# Aim of the task
From the line with "let kind = match" through the line with "is consumed silently.", inclusive, return each line of the data below exactly and leave the rest out.

# Extracted information
━━━

use axum::{
    body::Bytes,
    extract::{DefaultBodyLimit, Query, State},
    http::{header, HeaderMap, StatusCode},
    middleware,
    response::{IntoResponse, Json, Response},
    routing::{get, post},
    Router,
};
use serde::{Deserialize, Serialize};
use serde_json::json;
use std::sync::Arc;
use tower::ServiceBuilder;
use tower_http::{cors::CorsLayer, trace::TraceLayer};

use crate::{
    middleware::request_logging,
    movies::{MovieClient, MovieError, MoviePage},
    price_gap::{find_price_gap_pair, Gap},
    w2::{W2Analyzer, W2Report},
};

const MAX_W2_UPLOAD_BYTES: usize = 10 * 1024 * 1024;

/// Shared application state
#[derive(Clone)]
pub struct AppState {
    pub movies: Arc<MovieClient>,
    pub w2: Arc<W2Analyzer>,
}

/// Create the API router
pub fn create_router(state: AppState) -> Router {
    Router::new()
        .route("/health", get(health_check))
        .route("/api/price-gap-pair", post(price_gap_pair))
        .route("/api/movies", get(search_movies))
        .route(
            "/api/w2",
            post(analyze_w2).layer(DefaultBodyLimit::max(MAX_W2_UPLOAD_BYTES)),
        )
        .with_state(state)
        .layer(
            ServiceBuilder::new()
                .layer(TraceLayer::new_for_http())
                .layer(middleware::from_fn(request_logging))
                .layer(CorsLayer::permissive()),
        )
}

// ===== Route Handlers =====

async fn health_check() -> Json<HealthResponse> {
    Json(HealthResponse {
        status: "healthy".to_string(),
        version: env!("CARGO_PKG_VERSION").to_string(),
    })
}

async fn price_gap_pair(
    Json(req): Json<PriceGapRequest>,
) -> Result<Json<PriceGapResponse>, ApiError> {
    let gap = Gap::new(req.k).map_err(|e| ApiError::BadRequest(e.to_string()))?;

    let response = match find_price_gap_pair(&req.nums, gap) {
        Some(pair) => PriceGapResponse {
            indices: Some(pair.as_array()),
            values: pair.values(&req.nums),
        },
        None => PriceGapResponse {
            indices: None,
            values: None,
        },
    };
    Ok(Json(response))
}

async fn search_movies(
    State(state): State<AppState>,
    Query(params): Query<MovieQuery>,
) -> Result<Json<MoviePage>, ApiError> {
    let page = params.page.unwrap_or(1);
    if page < 1 {
        return Err(ApiError::BadRequest("page must be >= 1".to_string()));
    }

    let query = params.q.as_deref().map(str::trim).unwrap_or_default();
    if query.is_empty() {
        return Ok(Json(MoviePage::empty(page)));
    }

    let movies = state.movies.search(query, page).await?;
    Ok(Json(movies))
}

async fn analyze_w2(
    State(state): State<AppState>,
    headers: HeaderMap,
    body: Bytes,
) -> Result<Json<W2Report>, ApiError> {
    if body.is_empty() {
        return Err(ApiError::BadRequest(
            "request body must contain the W-2 image".to_string(),
        ));
    }

    let mime_type = headers
        .get(header::CONTENT_TYPE)
        .and_then(|v| v.to_str().ok())
        .map(|v| v.split(';').next().unwrap_or(v).trim())
        .filter(|v| v.starts_with("image/") || *v == "application/pdf")
        .unwrap_or("image/jpeg");

    Ok(Json(state.w2.process_bytes(&body, mime_type).await))
}

// ===== Request/Response Types =====

#[derive(Debug, Deserialize)]
pub struct PriceGapRequest {
    pub nums: Vec<i64>,
    pub k: i64,
}

#[derive(Debug, PartialEq, Serialize, Deserialize)]
pub struct PriceGapResponse {
    pub indices: Option<[usize; 2]>,
    pub values: Option<[i64; 2]>,
}

#[derive(Debug, Deserialize)]
struct MovieQuery {
    q: Option<String>,
    page: Option<u32>,
}

#[derive(Serialize)]
struct HealthResponse {
    status: String,
    version: String,
}

// ===== Error Handling =====

#[derive(Debug)]
enum ApiError {
    BadRequest(String),
    /// Upstream service failed after retries.
    BadGateway(MovieError),
}

impl From<MovieError> for ApiError {
    fn from(err: MovieError) -> Self {
        ApiError::BadGateway(err)
    }
}

impl IntoResponse for ApiError {
    fn into_response(self) -> Response {
        let (status, message) = match &self {
            ApiError::BadRequest(msg) => (StatusCode::BAD_REQUEST, msg.clone()),
            ApiError::BadGateway(err) => {
                let MovieError::Unavailable { last_error, .. } = err;
                tracing::error!("Upstream error: {}: {:#}", err, last_error);
                (
                    StatusCode::BAD_GATEWAY,
                    "External API unavailable".to_string(),
                )
            }
        };

        let body = Json(json!({
            "error": message,
        }));

        (status, body).into_response()
    }
}
//! TMDB movie search pass-through
//!
//! Searches by title, then enriches each result with its director from the
//! credits sub-resource. The search is attempted twice before giving up;
//! credits lookups never fail the request.

use anyhow::{anyhow, Context, Result};
use reqwest::Client;
use serde::{Deserialize, Serialize};
use std::fmt;
use tracing::{debug, info, warn};

use crate::config::MovieClientConfig;

const MAX_ATTEMPTS: u32 = 2;
pub const UNKNOWN: &str = "Unknown";

#[derive(Debug, Clone, PartialEq, Serialize, Deserialize)]
pub struct Movie {
    pub title: String,
    pub director: String,
}

#[derive(Debug, Clone, PartialEq, Serialize, Deserialize)]
pub struct MoviePage {
    pub movies: Vec<Movie>,
    pub page: u32,
    pub total_pages: u64,
    pub total_results: u64,
}

impl MoviePage {
    /// Result for a blank query; no upstream call is made.
    pub fn empty(page: u32) -> Self {
        Self {
            movies: Vec::new(),
            page,
            total_pages: 0,
            total_results: 0,
        }
    }
}

/// Search failure after every attempt was used up.
#[derive(Debug)]
pub enum MovieError {
    Unavailable {
        attempts: u32,
        last_error: anyhow::Error,
    },
}

impl fmt::Display for MovieError {
    fn fmt(&self, f: &mut fmt::Formatter<'_>) -> fmt::Result {
        match self {
            Self::Unavailable { attempts, .. } => {
                write!(f, "TMDB search failed after {attempts} attempts")
            }
        }
    }
}

impl std::error::Error for MovieError {
    fn source(&self) -> Option<&(dyn std::error::Error + 'static)> {
        match self {
            Self::Unavailable { last_error, .. } => Some(last_error.as_ref()),
        }
    }
}

#[derive(Debug, Deserialize)]
struct SearchResponse {
    #[serde(default)]
    page: Option<u32>,
    #[serde(default)]
    results: Vec<SearchResult>,
    #[serde(default)]
    total_pages: Option<u64>,
    #[serde(default)]
    total_results: Option<u64>,
}

#[derive(Debug, Deserialize)]
struct SearchResult {
    #[serde(default)]
    id: Option<u64>,
    #[serde(default)]
    title: Option<String>,
}

#[derive(Debug, Deserialize)]
struct CreditsResponse {
    #[serde(default)]
    crew: Vec<CrewMember>,
}

#[derive(Debug, Deserialize)]
struct CrewMember {
    #[serde(default)]
    job: Option<String>,
    #[serde(default)]
    name: Option<String>,
}

#[derive(Clone)]
pub struct MovieClient {
    client: Client,
    api_key: String,
    base_url: String,
}

impl MovieClient {
    pub fn new(config: MovieClientConfig) -> Result<Self> {
        let client = Client::builder()
            .timeout(config.timeout)
            .build()
            .context("Failed to build MovieClient")?;

        if config.api_key.is_none() {
            warn!("TMDB_API_KEY not set; movie search will be rejected upstream");
        }

        Ok(Self {
            client,
            api_key: config.api_key.unwrap_or_default(),
            base_url: config.base_url.trim_end_matches('/').to_string(),
        })
    }

    #[inline]
    fn url(&self, path: &str) -> String {
        format!("{}{}", self.base_url, path)
    }

    /// Search movies by title and attach each result's director.
    pub async fn search(&self, query: &str, page: u32) -> Result<MoviePage, MovieError> {
        let mut last_err = anyhow!("no attempt made");

        for attempt in 1..=MAX_ATTEMPTS {
            match self.search_once(query, page).await {
                Ok(result) => return Ok(result),
                Err(e) => {
                    warn!(attempt, error = %e, "TMDB search failed");
                    last_err = e;
                }
            }
            if attempt < MAX_ATTEMPTS {
                info!(query, page, "Retrying TMDB search");
            }
        }

        Err(MovieError::Unavailable {
            attempts: MAX_ATTEMPTS,
            last_error: last_err,
        })
    }

    async fn search_once(&self, query: &str, page: u32) -> Result<MoviePage> {
        let page_param = page.to_string();
        let resp = self
            .client
            .get(self.url("/search/movie"))
            .query(&[
                ("api_key", self.api_key.as_str()),
                ("query", query),
                ("page", page_param.as_str()),
            ])
            .send()
            .await
            .context("GET /search/movie failed")?;

        if !resp.status().is_success() {
            let status = resp.status();
            let text = resp.text().await.unwrap_or_default();
            let snippet: String = text.chars().take(200).collect();
            return Err(anyhow!("GET /search/movie {}: {}", status, snippet));
        }

        let data: SearchResponse = resp
            .json()
            .await
            .context("Failed to parse search response")?;
        debug!(query, results = data.results.len(), "TMDB search response received");

        let mut movies = Vec::with_capacity(data.results.len());
        for result in data.results {
            let director = match result.id {
                Some(id) => self.director(id).await,
                None => UNKNOWN.to_string(),
            };
            movies.push(Movie {
                title: result.title.unwrap_or_else(|| UNKNOWN.to_string()),
                director,
            });
        }

        Ok(MoviePage {
            movies,
            page: data.page.unwrap_or(page),
            total_pages: data.total_pages.unwrap_or(0),
            total_results: data.total_results.unwrap_or(0),
        })
    }

    /// Director name from credits, or "Unknown" on any failure.
    async fn director(&self, movie_id: u64) -> String {
        match self.fetch_credits(movie_id).await {
            Ok(credits) => pick_director(&credits),
            Err(e) => {
                debug!(movie_id, error = %e, "credits lookup failed");
                UNKNOWN.to_string()
            }
        }
    }

    async fn fetch_credits(&self, movie_id: u64) -> Result<CreditsResponse> {
        self.client
            .get(self.url(&format!("/movie/{movie_id}/credits")))
            .query(&[("api_key", self.api_key.as_str())])
            .send()
            .await
            .context("GET /movie/{id}/credits failed")?
            .error_for_status()
            .context("credits status")?
            .json::<CreditsResponse>()
            .await
            .context("Failed to parse credits response")
    }
}

fn pick_director(credits: &CreditsResponse) -> String {
    credits
        .crew
        .iter()
        .find(|c| c.job.as_deref() == Some("Director"))
        .and_then(|c| c.name.clone())
        .unwrap_or_else(|| UNKNOWN.to_string())
}
//! Validating pull tokenizer over a UTF-8 byte slice.
//!
//! The reader exposes one token at a time. Structural rules of RFC 8259
//! (separators, key positions, bracket matching) are checked as tokens are
//! produced. Running out of input, including in the middle of a token, is
//! not an error here: `advance` returns `Ok(false)` and the token kind drops
//! to `None`, so consumers decide what an unfinished value means.

use crate::cursor::TokenCursor;
use crate::error::ReaderError;
use crate::options::{CommentHandling, ReaderOptions};
use crate::token::TokenKind;

#[derive(Debug, Clone, Copy, PartialEq, Eq)]
enum Container {
    Array,
    Object,
}

/// What the grammar allows at the scan position.
#[derive(Debug, Clone, Copy, PartialEq, Eq)]
enum Expect {
    Value,
    ValueOrEnd,
    Key,
    KeyOrEnd,
    CommaOrEnd,
    Done,
}

pub struct JsonReader<'a> {
    data: &'a [u8],
    x: usize,
    options: ReaderOptions,
    kind: TokenKind,
    start: usize,
    /// Raw numeral of the current `Number` token.
    num: (usize, usize),
    /// Decoded text of the current `String`, `PropertyName` or `Comment` token.
    text: String,
    stack: Vec<Container>,
    expect: Expect,
}

impl<'a> JsonReader<'a> {
    pub fn new(data: &'a [u8]) -> Self {
        Self::with_options(data, ReaderOptions::default())
    }

    pub fn with_options(data: &'a [u8], options: ReaderOptions) -> Self {
        Self {
            data,
            x: 0,
            options,
            kind: TokenKind::None,
            start: 0,
            num: (0, 0),
            text: String::new(),
            stack: Vec::new(),
            expect: Expect::Value,
        }
    }

    pub fn options(&self) -> ReaderOptions {
        self.options
    }

    /// Number of containers currently open.
    pub fn depth(&self) -> usize {
        self.stack.len()
    }

    /// `true` once a complete top-level value has been read.
    pub fn is_complete(&self) -> bool {
        self.expect == Expect::Done
    }

    /// Scan position: the offset just past the current token.
    pub fn position(&self) -> usize {
        self.x
    }

    fn skip_whitespace(&mut self) {
        while self.x < self.data.len() {
            match self.data[self.x] {
                b' ' | b'\t' | b'\n' | b'\r' => self.x += 1,
                _ => break,
            }
        }
    }

    fn syntax(&self, offset: usize, message: &'static str) -> ReaderError {
        ReaderError::Syntax { offset, message }
    }

    fn exhausted(&mut self) -> Result<bool, ReaderError> {
        self.x = self.data.len();
        self.kind = TokenKind::None;
        self.start = self.x;
        Ok(false)
    }

    fn after_value(&mut self) {
        self.expect = if self.stack.is_empty() {
            Expect::Done
        } else {
            Expect::CommaOrEnd
        };
    }

    fn open(&mut self, container: Container) {
        self.stack.push(container);
        self.x += 1;
        match container {
            Container::Array => {
                self.kind = TokenKind::StartArray;
                self.expect = Expect::ValueOrEnd;
            }
            Container::Object => {
                self.kind = TokenKind::StartObject;
                self.expect = Expect::KeyOrEnd;
            }
        }
    }

    fn close(&mut self, ch: u8) -> Result<bool, ReaderError> {
        let kind = match (self.stack.last(), ch) {
            (Some(Container::Array), b']') => TokenKind::EndArray,
            (Some(Container::Object), b'}') => TokenKind::EndObject,
            _ => return Err(self.syntax(self.x, "mismatched closing bracket")),
        };
        self.stack.pop();
        self.x += 1;
        self.kind = kind;
        self.after_value();
        Ok(true)
    }

    /// Reads a comment starting at the scan position. Returns `false` when
    /// the comment is consumed silently.
    fn read_comment(&mut self) -> Result<bool, ReaderError> {
        let start = self.x;
        if self.options.comments == CommentHandling::Disallow {
            return Err(self.syntax(start, "comments are not allowed"));
        }
        let data = self.data;
        let body = match data.get(start + 1) {
            Some(b'/') => {
                let end = data[start + 2..]
                    .iter()
                    .position(|&b| b == b'\n')
                    .map_or(data.len(), |p| start + 2 + p);
                self.x = end;
                &data[start + 2..end]
            }
            Some(b'*') => {
                let end = data[start + 2..]
                    .windows(2)
                    .position(|w| w == b"*/")
                    .map(|p| start + 2 + p)
                    .ok_or(ReaderError::UnterminatedComment { offset: start })?;
                self.x = end + 2;
                &data[start + 2..end]
            }
            _ => return Err(self.syntax(start, "unexpected '/'")),
        };
        if self.options.comments == CommentHandling::Skip {
            return Ok(false);
        }
        self.text = std::str::from_utf8(body)
            .map_err(|_| ReaderError::InvalidUtf8 { offset: start })?
            .to_string();
        self.kind = TokenKind::Comment;
        self.start = start;
        Ok(true)
    }

    fn read_value(&mut self, ch: u8) -> Result<bool, ReaderError> {
        self.start = self.x;
        match ch {
            b'{' => self.open(Container::Object),
            b'[' => self.open(Container::Array),
            b'"' => {
                if !self.read_str()? {
                    return self.exhausted();
                }
                self.kind = TokenKind::String;
                self.after_value();
            }
            b't' => return self.read_literal(b"true", TokenKind::True),
            b'f' => return self.read_literal(b"false", TokenKind::False),
            b'n' => return self.read_literal(b"null", TokenKind::Null),
            c if c.is_ascii_digit() || c == b'-' => return self.read_num(),
            _ => return Err(self.syntax(self.x, "expected a JSON value")),
        }
        Ok(true)
    }

    fn read_literal(&mut self, word: &[u8], kind: TokenKind) -> Result<bool, ReaderError> {
        let data = self.data;
        let rest = &data[self.x..];
        let n = rest.len().min(word.len());
        if rest[..n] != word[..n] {
            return Err(self.syntax(self.x, "invalid literal"));
        }
        if n < word.len() {
            return self.exhausted();
        }
        self.x += word.len();
        self.kind = kind;
        self.after_value();
        Ok(true)
    }

    /// Scans `-? (0 | [1-9][0-9]*) (. [0-9]+)? ([eE] [+-]? [0-9]+)?`.
    fn read_num(&mut self) -> Result<bool, ReaderError> {
        let data = self.data;
        let len = data.len();
        let start = self.x;
        let mut x = start;

        if data[x] == b'-' {
            x += 1;
        }
        match data.get(x) {
            None => return self.exhausted(),
            Some(b'0') => x += 1,
            Some(c) if c.is_ascii_digit() => {
                while x < len && data[x].is_ascii_digit() {
                    x += 1;
                }
            }
            Some(_) => return Err(self.syntax(x, "expected a digit")),
        }
        if x < len && data[x] == b'.' {
            x += 1;
            let digits = x;
            while x < len && data[x].is_ascii_digit() {
                x += 1;
            }
            if x == len && x == digits {
                return self.exhausted();
            }
            if x == digits {
                return Err(self.syntax(x, "expected a digit after '.'"));
            }
        }
        if x < len && (data[x] == b'e' || data[x] == b'E') {
            x += 1;
            if x < len && (data[x] == b'+' || data[x] == b'-') {
                x += 1;
            }
            let digits = x;
            while x < len && data[x].is_ascii_digit() {
                x += 1;
            }
            if x == len && x == digits {
                return self.exhausted();
            }
            if x == digits {
                return Err(self.syntax(x, "expected a digit in exponent"));
            }
        }

        self.num = (start, x);
        self.x = x;
        self.kind = TokenKind::Number;
        self.after_value();
        Ok(true)
    }

    /// Reads a quoted string into `self.text`. Returns `false` when the
    /// input ends before the closing quote.
    fn read_str(&mut self) -> Result<bool, ReaderError> {
        let data = self.data;
        let open = self.x;
        let mut x = open + 1;
        let mut escaped = false;
        loop {
            match data.get(x) {
                None => return Ok(false),
                Some(b'"') => break,
                Some(b'\\') => {
                    escaped = true;
                    x += 2;
                }
                Some(&b) if b < 0x20 => {
                    return Err(self.syntax(x, "control character in string"));
                }
                Some(_) => x += 1,
            }
        }
        self.text = decode_json_string(&data[open + 1..x], escaped, open)?;
        self.x = x + 1;
        Ok(true)
    }

    fn read_property_name(&mut self) -> Result<bool, ReaderError> {
        self.start = self.x;
        if !self.read_str()? {
            return self.exhausted();
        }
        self.skip_whitespace();
        match self.data.get(self.x) {
            None => return self.exhausted(),
            Some(b':') => self.x += 1,
            Some(_) => return Err(self.syntax(self.x, "expected ':' after property name")),
        }
        self.kind = TokenKind::PropertyName;
        self.expect = Expect::Value;
        Ok(true)
    }
}

impl TokenCursor for JsonReader<'_> {
    fn token_kind(&self) -> TokenKind {
        self.kind
    }

    fn advance(&mut self) -> Result<bool, ReaderError> {
        loop {
            self.skip_whitespace();
            let Some(&ch) = self.data.get(self.x) else {
                return self.exhausted();
            };
            if ch == b'/' {
                if self.read_comment()? {
                    return Ok(true);
                }
                continue;
            }
            return match self.expect {
                Expect::Done => Err(self.syntax(self.x, "unexpected data after top-level value")),
                Expect::CommaOrEnd => match ch {
                    b',' => {
                        self.x += 1;
                        let trailing = self.options.allow_trailing_commas;
                        self.expect = match (self.stack.last(), trailing) {
                            (Some(Container::Object), true) => Expect::KeyOrEnd,
                            (Some(Container::Object), false) => Expect::Key,
                            (_, true) => Expect::ValueOrEnd,
                            (_, false) => Expect::Value,
                        };
                        continue;
                    }
                    b']' | b'}' => self.close(ch),
                    _ => Err(self.syntax(self.x, "expected ',' or closing bracket")),
                },
                Expect::ValueOrEnd if ch == b']' => self.close(ch),
                Expect::Value | Expect::ValueOrEnd => self.read_value(ch),
                Expect::KeyOrEnd if ch == b'}' => self.close(ch),
                Expect::Key | Expect::KeyOrEnd => {
                    if ch != b'"' {
                        return Err(self.syntax(self.x, "expected a property name"));
                    }
                    self.read_property_name()
                }
            };
        }
    }

    fn offset(&self) -> usize {
        self.start
    }

    fn get_str(&self) -> Option<&str> {
        match self.kind {
            TokenKind::String | TokenKind::PropertyName | TokenKind::Comment => {
                Some(self.text.as_str())
            }
            _ => None,
        }
    }

    fn number_text(&self) -> Option<&str> {
        if self.kind != TokenKind::Number {
            return None;
        }
        std::str::from_utf8(&self.data[self.num.0..self.num.1]).ok()
    }
}

/// Decode a JSON string body (between the quotes).
/// Bodies with escapes are handed to serde_json for unescaping.
fn decode_json_string(bytes: &[u8], escaped: bool, offset: usize) -> Result<String, ReaderError> {
    if !escaped {
        return std::str::from_utf8(bytes)
            .map(str::to_string)
            .map_err(|_| ReaderError::InvalidUtf8 { offset });
    }
    let mut quoted = Vec::with_capacity(bytes.len() + 2);
    quoted.push(b'"');
    quoted.extend_from_slice(bytes);
    quoted.push(b'"');
    serde_json::from_slice(&quoted).map_err(|err| {
        tracing::debug!(offset, error = %err, "rejected string escape");
        ReaderError::InvalidEscape { offset }
    })
}

#[cfg(test)]
mod tests {
    use super::*;

    fn kinds(input: &str, options: ReaderOptions) -> Result<Vec<TokenKind>, ReaderError> {
        let mut reader = JsonReader::with_options(input.as_bytes(), options);
        let mut out = Vec::new();
        while reader.advance()? {
            out.push(reader.token_kind());
        }
        Ok(out)
    }

    #[test]
    fn number_token_keeps_raw_numeral() {
        let mut reader = JsonReader::new(b" -12.5e+3 ");
        assert!(reader.advance().unwrap());
        assert_eq!(reader.number_text(), Some("-12.5e+3"));
        assert_eq!(reader.offset(), 1);
        assert_eq!(reader.try_get_i64(), None);
        assert_eq!(reader.try_get_f64(), Some(-12500.0));
        assert!(reader.is_complete());
        assert!(!reader.advance().unwrap());
    }

    #[test]
    fn property_name_consumes_colon() {
        let mut reader = JsonReader::new(br#"{"k" : 1}"#);
        assert!(reader.advance().unwrap());
        assert!(reader.advance().unwrap());
        assert_eq!(reader.token_kind(), TokenKind::PropertyName);
        assert_eq!(reader.get_str(), Some("k"));
        assert!(reader.advance().unwrap());
        assert_eq!(reader.try_get_i32(), Some(1));
    }

    #[test]
    fn truncated_tokens_end_the_stream() {
        for input in ["\"abc", "tru", "-", "1.", "1e", "[1, ", "{\"a\"", "{\"a\":"] {
            let mut reader = JsonReader::new(input.as_bytes());
            while reader.advance().unwrap() {}
            assert_eq!(reader.token_kind(), TokenKind::None, "input {input:?}");
        }
    }

    #[test]
    fn separators_are_enforced() {
        let opts = ReaderOptions::default();
        assert!(kinds("[1 2]", opts).is_err());
        assert!(kinds("{\"a\" 1}", opts).is_err());
        assert!(kinds("{1: 2}", opts).is_err());
        assert!(kinds("[1,]", opts).is_err());
        assert!(kinds("[1}", opts).is_err());
        assert!(kinds("01", opts).is_err());
        assert!(kinds("1 2", opts).is_err());
    }

    #[test]
    fn trailing_commas_when_enabled() {
        let opts = ReaderOptions::new().allow_trailing_commas(true);
        assert_eq!(
            kinds("[1,]", opts).unwrap(),
            vec![TokenKind::StartArray, TokenKind::Number, TokenKind::EndArray]
        );
        assert_eq!(
            kinds("{\"a\":null,}", opts).unwrap(),
            vec![
                TokenKind::StartObject,
                TokenKind::PropertyName,
                TokenKind::Null,
                TokenKind::EndObject
            ]
        );
    }
}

━━━

# Your response
        let kind = match (self.stack.last(), ch) {
            (Some(Container::Array), b']') => TokenKind::EndArray,
            (Some(Container::Object), b'}') => TokenKind::EndObject,
            _ => return Err(self.syntax(self.x, "mismatched closing bracket")),
        };
        self.stack.pop();
        self.x += 1;
        self.kind = kind;
        self.after_value();
        Ok(true)
    }

    /// Reads a comment starting at the scan position. Returns `false` when
    /// the comment is consumed silently.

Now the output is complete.